We’ve seen many claims about LLM performance; however, these claims are often not reproducible.
Today we’re releasing LLMPerf (https://github.com/ray-project/llmperf), an open source project for benchmarking LLMs to make these claims reproducible. We discuss what metrics we selected, and how we measured them.
Interesting insight: 100 input tokens have approximately the same impact on latency as a single output token. If you want to speed things up, reducing output is far more effective than reducing input.
We also show the results of these benchmarks on some current LLM offerings and identify what LLMs are currently best for what. We focus on Llama 2 70b.
To summarize our results on per-token price offerings: Perplexity beta is not yet viable for production due to low rate limits; Fireworks.ai and Anyscale Endpoints are both viable, but Anyscale Endpoints is 15% cheaper and 17% faster on mean end-to-end latency for typical workloads (550 input tokens, 150 output tokens). Fireworks does have slightly better time to first token (TTFT) at high load levels.
Especially when it comes to LLMs, performance characteristics change quickly, each use case has different requirements and the “Your mileage may vary” rule applies.
Recently, many people have made claims about their LLM inference performance. However, those claims are often not reproducible and details will be missing, e.g., one such post’s description simply stated the results were for “varying input sizes” and had a graph we literally could not decipher.
We thought about publishing our own benchmarks, but realized that doing that alone would just perpetuate the lack of reproducible results. So in addition to publishing them, we’ve taken our own internal benchmarking tool and are open sourcing it. You can download it here. The README has a number of examples showing how it can be used.
In the rest of this blog, we’ll talk about the key metrics we measure and how various providers perform on these metrics.
What are the key metrics for LLMs? We propose standardizing on the following metrics:
The metrics below are intended for both shared public endpoints as well as dedicated instances.

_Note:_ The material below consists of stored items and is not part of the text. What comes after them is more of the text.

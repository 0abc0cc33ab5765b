use scraper::{ElementRef, Html, Selector};

/// Get the first form that contains an input or button named `field_name`.
#[track_caller]
pub(crate) fn must_get_form_with_field<'a>(html: &'a Html, field_name: &str) -> ElementRef<'a> {
    let field_selector = Selector::parse(&format!(
        "input[name=\"{field_name}\"], button[name=\"{field_name}\"]"
    ))
    .unwrap();

    html.select(&Selector::parse("form").unwrap())
        .find(|form| form.select(&field_selector).next().is_some())
        .unwrap_or_else(|| panic!("No form found with a field named \"{field_name}\""))
}

#[track_caller]
pub(crate) fn assert_form_action(form: &ElementRef<'_>, method: &str, action: &str) {
    let got_method = form.value().attr("method").unwrap_or_default();
    let got_action = form.value().attr("action").unwrap_or_default();

    assert_eq!(
        got_method, method,
        "want form with method=\"{method}\", got {got_method:?}"
    );
    assert_eq!(
        got_action, action,
        "want form with action=\"{action}\", got {got_action:?}"
    );
}

#[track_caller]
pub(crate) fn assert_form_input(form: &ElementRef<'_>, name: &str, type_: &str) {
    for input in form.select(&Selector::parse("input").unwrap()) {
        let input_name = input.value().attr("name").unwrap_or_default();

        if input_name == name {
            let input_type = input.value().attr("type").unwrap_or_default();
            let input_required = input.value().attr("required");

            assert_eq!(
                input_type, type_,
                "want input with type \"{type_}\", got {input_type:?}"
            );

            assert!(
                input_required.is_some(),
                "want input with name {name} to have the required attribute but got none"
            );

            return;
        }
    }

    panic!("No input found with name \"{name}\" and type \"{type_}\"");
}

#[track_caller]
pub(crate) fn assert_form_submit_button_with_text(form: &ElementRef<'_>, text: &str) {
    let submit_button = form
        .select(&Selector::parse("button").unwrap())
        .next()
        .expect("No button found");

    assert_eq!(
        submit_button.value().attr("type").unwrap_or_default(),
        "submit",
        "want submit button with type=\"submit\""
    );
    let got_text = submit_button.text().collect::<Vec<_>>().join("");
    let got_text = got_text.trim();
    assert_eq!(text, got_text);
}
use time::{Date, OffsetDateTime, UtcOffset};
use time_tz::{Offset, TimeZone};

use crate::Error;

/// Get the current UTC offset of `canonical_timezone`, e.g. "Pacific/Auckland".
///
/// Returns `None` if the timezone name is not recognised.
pub fn get_local_offset(canonical_timezone: &str) -> Option<UtcOffset> {
    time_tz::timezones::get_by_name(canonical_timezone)
        .map(|tz| tz.get_offset_utc(&OffsetDateTime::now_utc()).to_utc())
}

/// Get today's date in `canonical_timezone`.
///
/// # Errors
/// Returns an [Error::InvalidTimezoneError] if the timezone name is not recognised.
pub fn current_local_date(canonical_timezone: &str) -> Result<Date, Error> {
    let offset = get_local_offset(canonical_timezone)
        .ok_or_else(|| Error::InvalidTimezoneError(canonical_timezone.to_owned()))?;

    Ok(OffsetDateTime::now_utc().to_offset(offset).date())
}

In almost all cases, you will want to make concurrent requests to a system. This could be because you are dealing with input from multiple users or perhaps you have a batch inference workload.
In many cases, shared public endpoint providers will throttle you at very low levels unless you come to some additional arrangement with them. We’ve seen some providers throttle to no more than 3 requests in 90 seconds.
In streaming applications, the TTFT is how long before the LLM returns the first token. We are interested not just in the mean TTFT, but the distribution: the P50, P90, P95 and P99.
Inter-token latency is the average time between consecutive tokens. We’ve decided to include the TTFT in the inter-token latency computation. We’ve seen some systems that start streaming very late in the end-to-end-time.
The end to end latency should approximately be the same as the average output length of tokens multiplied by the inter-token latency.
API providers can usually trade off one of the other metrics for cost. For example, you can reduce latency by running the same model on more GPUs or using higher-end GPUs.
If you’re running an LLM using dedicated compute, e.g., with Anyscale Private Endpoints, there are a number of additional criteria. Note that it is very hard to compare performance on shared LLM instances with dedicated LLM instances: the constraints are different and utilization becomes a far more significant practical issue.
It’s also important to note that the same model can often be configured differently which leads to different tradeoffs between latency, cost, and throughput. For example, a CodeLlama 34B model running on a p4de instance can be configured as 8 replicas with 1 GPU each, 4 replicas with 2 GPUs each, 2 replicas with 4 GPUs each, or even 1 replica with all 8 GPUs. You can also configure multiple GPUs for pipeline parallelism or tensor parallelism. Each one of these configurations has different characteristics: 8 replicas with one GPU each is likely to be the lowest TTFT (because there are 8 “queues” waiting for input), while 1 replica with 8 GPUs is likely to be the greatest throughput (because there is more memory for batches and because there is effectively 8x the memory bandwidth).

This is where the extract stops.